- _THE TASK_
Among the lines below, keep only those from the one containing "self.y = [0.0, self.y[0], self.y[1]];" through the one containing "if !sampling_frequency.is_finite() ||", and reproduce them exactly.

- Opening Delimiter -

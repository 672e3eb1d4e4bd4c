//! Lowpass Filter (2nd-Order Butterworth IIR)
//!
//! This module provides the feedback filter of the control loop: a digital
//! Butterworth lowpass of order 2 designed with the bilinear transform, and
//! evaluated sample by sample with the direct-form difference equation.

use std::f64::consts::{FRAC_1_SQRT_2, PI};

use crate::error::ControlError;

/// 2nd-order IIR lowpass filter.
///
/// Transfer function:
/// ```text
/// H(z) = (b0 + b1·z⁻¹ + b2·z⁻²) / (1 + a1·z⁻¹ + a2·z⁻²)
/// ```
///
/// Input and output histories are kept most-recent-first: index 0 holds the
/// current sample, index 1 the previous one and index 2 the one before.
///
/// # Execution
///
/// - No heap allocations
/// - O(1) time complexity
/// - Mutates both histories on every call, so samples must arrive in time order
#[derive(Copy, Clone, Debug, PartialEq)]
pub struct LowpassFilter {
    pass_frequency: f64,
    sampling_frequency: f64,
    /// Numerator coefficients `[b0, b1, b2]`
    b: [f64; 3],
    /// Denominator coefficients `[1, a1, a2]`
    a: [f64; 3],
    /// Input history `[x(k), x(k-1), x(k-2)]`
    x: [f64; 3],
    /// Output history `[y(k), y(k-1), y(k-2)]`
    y: [f64; 3],
}

impl LowpassFilter {
    /// Design a new lowpass filter.
    ///
    /// # Arguments
    ///
    /// * `pass_frequency` - Cutoff (-3 dB) frequency in Hz
    /// * `sampling_frequency` - Rate at which [`calculate_out`](Self::calculate_out)
    ///   is called, in Hz
    ///
    /// # Errors
    ///
    /// Returns [`ControlError::InvalidDesignParameters`] if either frequency is
    /// not a positive finite number, or if `pass_frequency` is not below the
    /// Nyquist frequency `sampling_frequency / 2`.
    ///
    /// # Example
    ///
    /// ```
    /// use motorctl_control::LowpassFilter;
    ///
    /// let filter = LowpassFilter::new(2.5, 100.0)?;
    /// let (_, a) = filter.coefficients();
    /// assert_eq!(a[0], 1.0);
    ///
    /// assert!(LowpassFilter::new(60.0, 100.0).is_err());
    /// # Ok::<(), motorctl_control::ControlError>(())
    /// ```
    pub fn new(pass_frequency: f64, sampling_frequency: f64) -> Result<Self, ControlError> {
        validate_design_params(pass_frequency, sampling_frequency)?;
        let (b, a) = butterworth_lowpass_coefficients(pass_frequency, sampling_frequency);

        Ok(Self {
            pass_frequency,
            sampling_frequency,
            b,
            a,
            x: [0.0; 3],
            y: [0.0; 3],
        })
    }

    /// Feed one raw sample and return the filtered value.
    ///
    /// ```text
    /// y(k) = b0·x(k) + b1·x(k-1) + b2·x(k-2) - a1·y(k-1) - a2·y(k-2)
    /// ```
    #[inline]
    pub fn calculate_out(&mut self, x_in: f64) -> f64 {
        // Shift registers: the oldest sample falls off the end.
        self.x = [x_in, self.x[0], self.x[1]];
        self.y = [0.0, self.y[0], self.y[1]];

        let y_out = self.b[0] * self.x[0] + self.b[1] * self.x[1] + self.b[2] * self.x[2]
            - self.a[1] * self.y[1]
            - self.a[2] * self.y[2];

        self.y[0] = y_out;
        y_out
    }

    /// Return the `(b, a)` coefficient arrays. `a[0]` is always 1.
    pub fn coefficients(&self) -> ([f64; 3], [f64; 3]) {
        (self.b, self.a)
    }

    /// Cutoff frequency the filter was designed for, in Hz.
    pub fn pass_frequency(&self) -> f64 {
        self.pass_frequency
    }

    /// Sampling frequency the filter was designed for, in Hz.
    pub fn sampling_frequency(&self) -> f64 {
        self.sampling_frequency
    }

    /// Most recent output, or 0 before the first call.
    pub fn last_output(&self) -> f64 {
        self.y[0]
    }

    /// Input history `[x(k), x(k-1), x(k-2)]`.
    pub fn input_history(&self) -> [f64; 3] {
        self.x
    }

    /// Output history `[y(k), y(k-1), y(k-2)]`.
    pub fn output_history(&self) -> [f64; 3] {
        self.y
    }
}

fn validate_design_params(
    pass_frequency: f64,
    sampling_frequency: f64,
) -> Result<(), ControlError> {
    let fail = |reason| Err(ControlError::design(pass_frequency, sampling_frequency, reason));

    if !sampling_frequency.is_finite() || sampling_frequency <= 0.0 {
        return fail("sampling frequency must be positive and finite");
    }
    if !pass_frequency.is_finite() || pass_frequency <= 0.0 {
        return fail("pass frequency must be positive and finite");
    }
    if pass_frequency >= sampling_frequency / 2.0 {
        return fail("pass frequency must be below the Nyquist frequency");
    }
    Ok(())
}

/// Butterworth lowpass of order 2 through the bilinear transform.
///
/// The analog cutoff is pre-warped so that the digital -3 dB point lands on
/// `pass_frequency` exactly. The prototype has a single conjugate pole pair at
/// `wa·e^{±j3π/4}`.
fn butterworth_lowpass_coefficients(
    pass_frequency: f64,
    sampling_frequency: f64,
) -> ([f64; 3], [f64; 3]) {
    // Pre-warp
    let c = 2.0 * sampling_frequency;
    let wa = c * (PI * pass_frequency / sampling_frequency).tan();

    // σ ± jω = wa·(cos 3π/4 ± j·sin 3π/4)
    let sigma = -wa * FRAC_1_SQRT_2;
    let omega = wa * FRAC_1_SQRT_2;
    let pole_mag2 = sigma * sigma + omega * omega;

    let d = c * c - 2.0 * sigma * c + pole_mag2;
    let wa2 = wa * wa;

    let b0 = wa2 / d;
    let b1 = 2.0 * wa2 / d;
    let b2 = b0;
    let a1 = 2.0 * (pole_mag2 - c * c) / d;
    let a2 = (c * c + 2.0 * sigma * c + pole_mag2) / d;

    ([b0, b1, b2], [1.0, a1, a2])
}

- Closing Delimiter -

- _SOLUTION TO THIS EXERCISE_
        self.y = [0.0, self.y[0], self.y[1]];

        let y_out = self.b[0] * self.x[0] + self.b[1] * self.x[1] + self.b[2] * self.x[2]
            - self.a[1] * self.y[1]
            - self.a[2] * self.y[2];

        self.y[0] = y_out;
        y_out
    }

    /// Return the `(b, a)` coefficient arrays. `a[0]` is always 1.
    pub fn coefficients(&self) -> ([f64; 3], [f64; 3]) {
        (self.b, self.a)
    }

    /// Cutoff frequency the filter was designed for, in Hz.
    pub fn pass_frequency(&self) -> f64 {
        self.pass_frequency
    }

    /// Sampling frequency the filter was designed for, in Hz.
    pub fn sampling_frequency(&self) -> f64 {
        self.sampling_frequency
    }

    /// Most recent output, or 0 before the first call.
    pub fn last_output(&self) -> f64 {
        self.y[0]
    }

    /// Input history `[x(k), x(k-1), x(k-2)]`.
    pub fn input_history(&self) -> [f64; 3] {
        self.x
    }

    /// Output history `[y(k), y(k-1), y(k-2)]`.
    pub fn output_history(&self) -> [f64; 3] {
        self.y
    }
}

fn validate_design_params(
    pass_frequency: f64,
    sampling_frequency: f64,
) -> Result<(), ControlError> {
    let fail = |reason| Err(ControlError::design(pass_frequency, sampling_frequency, reason));

    if !sampling_frequency.is_finite() || sampling_frequency <= 0.0 {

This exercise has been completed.